El dedo acarició el gatillo y, antes incluso de oír el disparo, vi deshacerse el codo derecho del pastor como un colín. Esta vez el herido permaneció inmóvil y empezó a sollozar con intensidad, con la cara oculta en la hierba húmeda.

Miré a mi alrededor. Los otros cazadores seguían apuntando hacia la casa con sus fusiles ametralladores. Como su jefe, llevaban la cara cubierta con pasamontañas azul marino y vestían monos del mismo color.

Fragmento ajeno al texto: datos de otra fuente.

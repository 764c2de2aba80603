mod evaluate;

pub mod newton;

pub use evaluate::{EvalError, EvaluateResult, Evaluation, evaluate, forward_slope};
pub use powercurve_core::{EquationProblem, Observer};
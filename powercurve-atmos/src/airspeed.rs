//! Airspeed conversions that do not depend on altitude.

const HEAT_CAPACITY_RATIO: f64 = 1.4;
const GAS_CONSTANT: f64 = 287.053;

/// Converts km/h to m/s.
#[must_use]
pub fn kph_to_mps(speed_kph: f64) -> f64 {
    speed_kph / 3.6
}

/// Converts m/s to km/h.
#[must_use]
pub fn mps_to_kph(speed_mps: f64) -> f64 {
    speed_mps * 3.6
}

/// Mach number for a true airspeed (m/s) at a static temperature (K).
#[must_use]
pub fn mach_from_tas(tas_mps: f64, temperature: f64) -> f64 {
    tas_mps / (HEAT_CAPACITY_RATIO * GAS_CONSTANT * temperature).sqrt()
}

/// True airspeed (m/s) for a Mach number at a static temperature (K).
#[must_use]
pub fn tas_from_mach(mach: f64, temperature: f64) -> f64 {
    mach * (HEAT_CAPACITY_RATIO * GAS_CONSTANT * temperature).sqrt()
}

#[cfg(test)]
mod tests {
    use super::*;

    use approx::assert_relative_eq;

    #[test]
    fn speed_of_sound_at_standard_temperature() {
        assert_relative_eq!(tas_from_mach(1.0, 288.15), 340.29, epsilon = 0.01);
    }

    #[test]
    fn mach_and_tas_are_inverse() {
        let tas = tas_from_mach(0.8, 230.0);
        assert_relative_eq!(mach_from_tas(tas, 230.0), 0.8, epsilon = 1e-12);
    }

    #[test]
    fn kph_mps_conversion() {
        assert_relative_eq!(kph_to_mps(360.0), 100.0);
        assert_relative_eq!(mps_to_kph(10.0), 36.0);
    }
}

Solo Beniamino —mi socio— y yo no íbamos enmascarados ni armados.

Se reanudó la lección de caza:

—El corzo es un animal gregario y curioso: si un macho se aleja de la manada, los otros van enseguida a buscarlo... Y esto es extremadamente peligroso...

Lo interrumpió un grito. Un segundo hombre, más joven y más alto que el primero, salió de la casa corriendo y armado con un fusil. Alcanzó a su amigo tendido en la hierba. Se interpuso entre él y el bosque, como si quisiera protegerlo, y empezó a disparar: a los pinos, a las encinas, al miedo. Los cazadores ni siquiera intentaron buscar refugio. El recién llegado apuntaba un calibre doce semiautomático, cargado con perdigones: a esa distancia solo era peligroso para las cortezas de los árboles.

Descargó los cinco disparos. Recargó otras dos veces. Tiró el fusil al suelo y extrajo un revólver del bolsillo. Gastó los seis proyectiles, luego lo lanzó contra los árboles y gritó aún más fuerte, hasta que el último aliento se le ahogó en la garganta. Acto seguido inclinó la cabeza y permaneció inmóvil, en silencio, mientras esperaba el proyectil.

Durante cinco interminables minutos no ocurrió nada. Al fin, el cazador apuntó de nuevo. Dos veces: el primer proyectil despedazó el fémur derecho del chico, el segundo le partió el izquierdo.

El joven gritó aún más fuerte.

—Los corzos tienen más dignidad —comentó el cazador, molesto, y disparó para acallarlo.

Esta vez el tiro resultó destructivo: entró por la mejilla derecha, se llevó por delante dientes y trozos de lengua y salió por el lado izquierdo de la cara, hasta hacerla estallar como una sandía caída desde un sexto piso.

—¡Hemos pillado a la peonada! —exclamó el hombre, dirigiéndose a mi socio y a mí—. Los que nos interesan han debido de marcharse hace horas...

—¿Nuestro acuerdo sigue en pie? —pregunté.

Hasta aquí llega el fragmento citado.